Wednesday, August 15, 2012

Not always great

Here it is.

Rwanda.

The long awaited trip, the time spent with friends, time spent at the Widow's village, Star school, and around Kigali.....
Nope.
Well, not quite.
I arrived in Rwanda on Thursday evening, the 9th of August and had a good evening.
Friday morning I was sick as a dog. I pretty much slept/laid in bed starting Friday morning to Monday evening... Throw in a couple of super fun hospital visits where I thought I might actually be poked to death or bleed to death. It was crazy!

Word finally came on Monday-When I was starting to feel better, that I had pretty severe food poisoning and my white blood cell count was going down and I was on the mend.

Let me tell you. This experience was crazy.

Amidst the miserableness, I did have great caretakers, but some of the days they had super important commitments that they had to leave for and I was left home alone all day long with a house girl that speaks no English. Talk about difficult.
In the midst of all this I may have evaluated and re-evaluated my "crazy" plan of coming to Africa to spend the entire semester, and I may have wanted nothing more than to teleport myself back home and never leave the country again.

I had a lot of time to sit and think, and remember someone saying that I only loved Rwanda so much because nothing bad had ever happened, and when that happened, I wouldn't like it so much.
I remember thinking, what a horrible thing to tell someone who is heading out in a few months to spend the whole semester, but in the midst of my crazy sickness, I thought, maybe he was right.

No.

This is where I'm supposed to be.
I don't know what that looks like, and I don't know when or where or how even, but this is it.

Through this sickness I realized that yes, maybe I was living a fairytale of perfect-ness when I came to Rwanda in the past.
I had plenty of crazy good fruit and food, a nice bed with fresh towels, access to a vehicle to drive me around, and a shower with hot water.
This has shown me that while that isn't always real life, I can still push through and love what I do have, even if its not perfect. Because bad days will come, but so will good days, and I have to have one to truly appreciate the other.

So,

Things are better.
I'm better, life is great, and I'm heading to Uganda for my super crazy awesome, hopefully sick free semester on Monday!!!

Until I post again.....

-Jenn


Wednesday, August 1, 2012

7 days and counting.....

The final week.
It’s crunch time.
My room is empty back in Lynchburg as I will be heading to a new apartment on my return in January. My car is packed, and I've said goodbye to my friends in Lynchburg.
It’s Wednesday August 1st. I’m flying to Texas to spend one last week with my family in Dallas before heading out next Wednesday for my semester in Uganda. I’m not going to Uganda right away, instead I’m heading out two weeks early to spend some time in Rwanda.
- I. can’t. wait.
While I will miss my friends here, and my family, I feel like I’m not leaving home, but instead finally flying back home.
Rwanda, land of a thousand hills, and home to some of the most beautiful people on earth. My friends, my sisters and my brothers, and my African mom-Margret.

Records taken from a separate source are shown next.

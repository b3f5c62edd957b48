use std::cmp::Ordering;
use std::fmt;

use tracing::debug;
use visionport_core::{DeviceBuffer, LabelTable, PipelineError, Result, Shape};

/// Predictions at or below 0.5% are not reported.
pub const CONFIDENCE_THRESHOLD: f32 = 0.005;

#[derive(Clone, Debug, PartialEq)]
pub struct PredictionEntry {
    pub index: usize,
    pub confidence_percent: f32,
    pub class_name: Option<String>,
}

impl fmt::Display for PredictionEntry {
    fn fmt(&self, f: &mut fmt::Formatter<'_>) -> fmt::Result {
        if let Some(name) = &self.class_name {
            write!(f, "class: {name} | ")?;
        }
        write!(
            f,
            "confidence: {}% | index: {}",
            self.confidence_percent, self.index
        )
    }
}

#[derive(Clone, Debug, PartialEq)]
pub struct DecodedOutput {
    pub probabilities: Vec<f32>,
    pub predictions: Vec<PredictionEntry>,
}

/// Turns raw output scores into a thresholded, ranked prediction list.
#[derive(Clone, Copy, Debug)]
pub struct ResultDecoder {
    threshold: f32,
}

impl Default for ResultDecoder {
    fn default() -> Self {
        Self::new()
    }
}

impl ResultDecoder {
    pub fn new() -> Self {
        Self {
            threshold: CONFIDENCE_THRESHOLD,
        }
    }

    pub fn with_threshold(threshold: f32) -> Self {
        Self { threshold }
    }

    pub fn threshold(&self) -> f32 {
        self.threshold
    }

    /// Reads `element_count(shape) * batch` scores back from the device and
    /// decodes them.
    pub fn decode(
        &self,
        buffer: &DeviceBuffer,
        shape: &Shape,
        batch: usize,
        labels: &LabelTable,
    ) -> Result<DecodedOutput> {
        let expected = shape.element_count() * batch;
        let scores = buffer.read()?;
        if scores.len() != expected {
            return Err(PipelineError::Configuration(format!(
                "output `{}` holds {} scores, shape {shape} x batch {batch} needs {expected}",
                buffer.name().as_str(),
                scores.len()
            )));
        }
        Ok(self.decode_scores(&scores, labels))
    }

    pub fn decode_scores(&self, scores: &[f32], labels: &LabelTable) -> DecodedOutput {
        let probabilities = softmax(scores);
        let predictions = select(&probabilities, labels, self.threshold);
        debug!(
            classes = probabilities.len(),
            emitted = predictions.len(),
            "decoded output"
        );
        DecodedOutput {
            probabilities,
            predictions,
        }
    }
}

/// `exp(x_i) / sum(exp(x))`, shifted by the maximum for numerical range.
pub fn softmax(scores: &[f32]) -> Vec<f32> {
    let Some(max) = scores.iter().copied().reduce(f32::max) else {
        return Vec::new();
    };
    let exps: Vec<f32> = scores.iter().map(|s| (s - max).exp()).collect();
    let sum: f32 = exps.iter().sum();
    exps.into_iter().map(|e| e / sum).collect()
}

/// Indices by descending value. Equal values keep index order;
/// NaN goes last.
pub fn rank(values: &[f32]) -> Vec<usize> {
    let mut indices: Vec<usize> = (0..values.len()).collect();
    indices.sort_by(|&a, &b| descending(values[a], values[b]));
    indices
}

fn descending(a: f32, b: f32) -> Ordering {
    match (a.is_nan(), b.is_nan()) {
        (true, true) => Ordering::Equal,
        (true, false) => Ordering::Greater,
        (false, true) => Ordering::Less,
        (false, false) => b.partial_cmp(&a).unwrap_or(Ordering::Equal),
    }
}

/// Walks the ranking and stops at the first probability not above `threshold`.
pub fn select(probabilities: &[f32], labels: &LabelTable, threshold: f32) -> Vec<PredictionEntry> {
    rank(probabilities)
        .into_iter()
        .take_while(|&i| probabilities[i] > threshold)
        .map(|index| PredictionEntry {
            index,
            confidence_percent: probabilities[index] * 100.0,
            class_name: labels.get(index).map(str::to_owned),
        })
        .collect()
}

I saw a quote from Rick Warren once that said something along the lines of, If God calls you somewhere, you will be unhappy anywhere else.
While I know there is a time for everything, and my time is in Lynchburg finishing school, my heart’s desire is to pick up and move to Rwanda long term right now.

As I prepare to leave and be gone for the next 4 1/2 months, I covet your prayers. It is going to be a semester of growing and learning and it is my prayer that I will be open to learning, both in Rwanda and in Uganda.